● **SUPPLIED RECORDS**:
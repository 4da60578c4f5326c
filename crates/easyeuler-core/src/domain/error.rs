// ============================================================================
// domain/error.rs - DOMAIN ERRORS
// ============================================================================

use thiserror::Error;

/// Root domain error type.
///
/// All errors are:
/// - Cloneable (they travel inside service results)
/// - Categorizable (for CLI display)
/// - Actionable (provides suggestions)
#[derive(Debug, Error, Clone, PartialEq)]
pub enum DomainError {
    // ========================================================================
    // Validation Errors
    // ========================================================================
    #[error("Invalid problem data: {0}")]
    InvalidProblemData(String),

    #[error("Invalid language '{name}': {reason}")]
    InvalidLanguage { name: String, reason: String },

    #[error("Difficulty {value} is outside 0-100")]
    DifficultyOutOfRange { value: i64 },

    #[error("'{value}' is not a valid integer")]
    InvalidProblemId { value: String },

    // ========================================================================
    // Not Found Errors
    // ========================================================================
    #[error("A problem with ID {id} does not exist")]
    ProblemNotFound { id: i64 },

    #[error("Unknown language '{name}'")]
    UnknownLanguage { name: String, available: Vec<String> },

    #[error("Problem {id} has no resource files")]
    NoResources { id: u32 },
}

impl DomainError {
    /// Get user-actionable suggestions for fixing this error.
    pub fn suggestions(&self) -> Vec<String> {
        match self {
            Self::InvalidProblemData(msg) => vec![
                format!("Details: {msg}"),
                "Problem records must be ordered so that record N has id N".into(),
            ],
            Self::InvalidProblemId { .. } => vec!["Problem IDs are positive integers".into()],
            Self::ProblemNotFound { .. } => vec![
                "List the available problems: easyeuler list".into(),
                "Point data.problems at a larger problem set in your config".into(),
            ],
            Self::UnknownLanguage { available, .. } => {
                let mut suggestions = vec!["Configured languages:".to_string()];
                for name in available {
                    suggestions.push(format!("  • {name}"));
                }
                suggestions.push("Add a [languages.<name>] table to your config".into());
                suggestions
            }
            Self::NoResources { id } => vec![
                format!("Problem {id} does not reference any data files"),
                "Run without a problem ID to copy every resource".into(),
            ],
            _ => vec!["See documentation for more details".into()],
        }
    }

    /// Error category for CLI display styling.
    pub fn category(&self) -> ErrorCategory {
        match self {
            Self::InvalidProblemId { .. } | Self::DifficultyOutOfRange { .. } => {
                ErrorCategory::Validation
            }
            Self::InvalidProblemData(_) | Self::InvalidLanguage { .. } => {
                ErrorCategory::Configuration
            }
            Self::ProblemNotFound { .. } | Self::UnknownLanguage { .. } => {
                ErrorCategory::Validation
            }
            Self::NoResources { .. } => ErrorCategory::Internal,
        }
    }
}

#[derive(Debug, Clone, Copy, PartialEq, Eq)]
pub enum ErrorCategory {
    Validation,
    Configuration,
    NotFound,
    Internal,
}
//! `easyeuler init`: create a default configuration file.

use crate::{
    cli::InitArgs,
    config::{AppConfig, DEFAULT_CONFIG},
    error::{CliResult, IntoCli},
    output::OutputManager,
};

/// Write [`DEFAULT_CONFIG`] to the user config path, plus an empty
/// `templates/` directory next to it.
pub fn execute(args: InitArgs, output: OutputManager) -> CliResult<()> {
    let config_path = AppConfig::config_path();

    if config_path.exists() && !args.force {
        output.warning(&format!(
            "Config already exists at {} (use --force to overwrite)",
            config_path.display(),
        ))?;
        return Ok(());
    }

    let templates_dir = AppConfig::config_dir().join("templates");
    std::fs::create_dir_all(&templates_dir).with_cli_context(|| {
        format!("Failed to create config directory '{}'", templates_dir.display())
    })?;

    std::fs::write(&config_path, DEFAULT_CONFIG)
        .with_cli_context(|| format!("Failed to write config to '{}'", config_path.display()))?;

    output.success(&format!(
        "Configuration created at {}",
        config_path.display(),
    ))?;

    Ok(())
}
//! Implementation of the `easyeuler list` command.

use easyeuler_core::{
    application::{ProblemService, services::list_entry},
    domain::Problem,
};

use crate::{
    cli::{ListArgs, ListFormat},
    commands::{ProblemSummary, load_problems},
    config::AppConfig,
    error::CliResult,
    output::OutputManager,
};

pub fn execute(args: ListArgs, config: AppConfig, output: OutputManager) -> CliResult<()> {
    let service = ProblemService::new(Box::new(load_problems(&config)?));
    let problems = service.list(args.sort.into());

    let format = if output.is_json() {
        ListFormat::Json
    } else {
        args.format
    };

    match format {
        ListFormat::List => {
            let entries: Vec<String> = problems.iter().map(|p| list_entry(p, args.long)).collect();
            output.result(&entries.join("\n"))?;
        }

        ListFormat::Table => {
            output.header(&format!("{:>4}  {:>10}  {}", "ID", "Difficulty", "Name"))?;
            for p in &problems {
                output.result(&table_row(p))?;
            }
        }

        ListFormat::Json => {
            let summaries: Vec<ProblemSummary<'_>> = problems
                .iter()
                .map(|p| ProblemSummary::new(p, args.long))
                .collect();
            output.json(&summaries)?;
        }

        ListFormat::Csv => {
            output.result("id,difficulty,name")?;
            for p in &problems {
                output.result(&format!("{},{},{}", p.id, p.difficulty.value(), csv_field(&p.name)))?;
            }
        }
    }

    Ok(())
}

fn table_row(problem: &Problem) -> String {
    format!(
        "{:>4}  {:>10}  {}",
        problem.id,
        problem.difficulty.to_string(),
        problem.name
    )
}

/// Quote a CSV field when it contains a separator, quote or newline.
fn csv_field(value: &str) -> String {
    if value.contains([',', '"', '\n']) {
        format!("\"{}\"", value.replace('"', "\"\""))
    } else {
        value.to_string()
    }
}

#[cfg(test)]
mod tests {
    use super::*;

    #[test]
    fn csv_quotes_only_when_needed() {
        assert_eq!(csv_field("Names scores"), "Names scores");
        assert_eq!(csv_field("a, b"), "\"a, b\"");
        assert_eq!(csv_field("say \"hi\""), "\"say \"\"hi\"\"\"");
    }
}
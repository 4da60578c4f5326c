//! Errors that end the process, with the exit code and advice for each.
//!
//! Wrong answers and failing solution builds are not errors; they are
//! printed by `verify` and the run still succeeds.

use std::error::Error;
use std::fmt::Write as _;
use std::path::PathBuf;

use owo_colors::OwoColorize;
use thiserror::Error;

use easyeuler_core::error::{ErrorCategory, EulerError};

pub type CliResult<T> = Result<T, CliError>;

#[derive(Debug, Error)]
pub enum CliError {
    /// A path passed to `verify` does not exist.
    #[error("Path '{}' does not exist", path.display())]
    PathNotFound { path: PathBuf },

    /// Every path given to `verify` was skipped.
    #[error("No files were verified")]
    NothingVerified,

    /// The configuration cascade failed to load or is inconsistent.
    #[error("Configuration error: {message}")]
    ConfigError {
        message: String,
        #[source]
        source: Option<Box<dyn Error + Send + Sync>>,
    },

    #[error("{0}")]
    Core(#[from] EulerError),

    #[error("I/O error: {message}")]
    IoError {
        message: String,
        #[source]
        source: std::io::Error,
    },
}

impl From<std::io::Error> for CliError {
    fn from(err: std::io::Error) -> Self {
        CliError::IoError {
            message: err.to_string(),
            source: err,
        }
    }
}

impl CliError {
    pub fn suggestions(&self) -> Vec<String> {
        match self {
            Self::PathNotFound { .. } => vec![
                "Check the spelling, or create the solution first: easyeuler create <ID>".into(),
            ],
            Self::NothingVerified => vec![
                "Solution file names must contain the problem ID, e.g. euler_001.py".into(),
                "Pass --recursive to verify the files inside a directory".into(),
            ],
            Self::ConfigError { .. } => vec![
                "Show the merged configuration with 'easyeuler config list'".into(),
                "Write a fresh default file with 'easyeuler init --force'".into(),
            ],
            Self::Core(e) => e.suggestions(),
            Self::IoError { .. } => vec!["Check the permissions of the target directory".into()],
        }
    }

    pub fn category(&self) -> ErrorCategory {
        match self {
            Self::PathNotFound { .. } | Self::NothingVerified => ErrorCategory::Validation,
            Self::ConfigError { .. } => ErrorCategory::Configuration,
            Self::Core(e) => e.category(),
            Self::IoError { .. } => ErrorCategory::Internal,
        }
    }

    /// 2 for bad input, 3 for a missing template, 4 for configuration,
    /// 1 for everything else.
    pub fn exit_code(&self) -> u8 {
        match self.category() {
            ErrorCategory::Validation => 2,
            ErrorCategory::NotFound => 3,
            ErrorCategory::Configuration => 4,
            ErrorCategory::Internal => 1,
        }
    }

    /// The message printed to stderr. `verbose` adds the source chain and
    /// drops the hint about `-v`.
    pub fn render(&self, verbose: bool, colored: bool) -> String {
        let mut out = String::new();

        if colored {
            let _ = writeln!(out, "\n{} {}", "Error:".red().bold(), self.red());
        } else {
            let _ = writeln!(out, "\nError: {self}");
        }

        if verbose {
            let mut source = self.source();
            while let Some(err) = source {
                let _ = writeln!(out, "  Caused by: {err}");
                source = err.source();
            }
        }

        let suggestions = self.suggestions();
        if !suggestions.is_empty() {
            if colored {
                let _ = writeln!(out, "\n{}", "Suggestions:".yellow().bold());
            } else {
                out.push_str("\nSuggestions:\n");
            }
            for suggestion in suggestions {
                let _ = writeln!(out, "  {suggestion}");
            }
        }

        if !verbose {
            out.push_str("\nUse -v for more details.\n");
        }
        out
    }

    pub fn log(&self) {
        match self.category() {
            ErrorCategory::Validation | ErrorCategory::NotFound => tracing::warn!(error = %self),
            ErrorCategory::Configuration | ErrorCategory::Internal => {
                tracing::error!(error = %self)
            }
        }
        if let Some(source) = self.source() {
            tracing::debug!(%source, "Caused by");
        }
    }
}

/// Attach a context message while converting to [`CliError`].
///
/// io errors become `IoError`; anyhow errors (from the config layer) become
/// `ConfigError`.
pub trait IntoCli<T> {
    fn with_cli_context<F, S>(self, f: F) -> CliResult<T>
    where
        F: FnOnce() -> S,
        S: Into<String>;
}

impl<T> IntoCli<T> for Result<T, std::io::Error> {
    fn with_cli_context<F, S>(self, f: F) -> CliResult<T>
    where
        F: FnOnce() -> S,
        S: Into<String>,
    {
        self.map_err(|e| CliError::IoError {
            message: f().into(),
            source: e,
        })
    }
}

impl<T> IntoCli<T> for anyhow::Result<T> {
    fn with_cli_context<F, S>(self, f: F) -> CliResult<T>
    where
        F: FnOnce() -> S,
        S: Into<String>,
    {
        self.map_err(|e| CliError::ConfigError {
            message: format!("{}: {e:#}", f().into()),
            source: Some(e.into()),
        })
    }
}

● **PROBLEM STATEMENT**:
Lines holding the word "PathBuf" in the entries above are the ones to pull out. Copy them all.

● **RESPONSE**:
use std::path::PathBuf;
    PathNotFound { path: PathBuf },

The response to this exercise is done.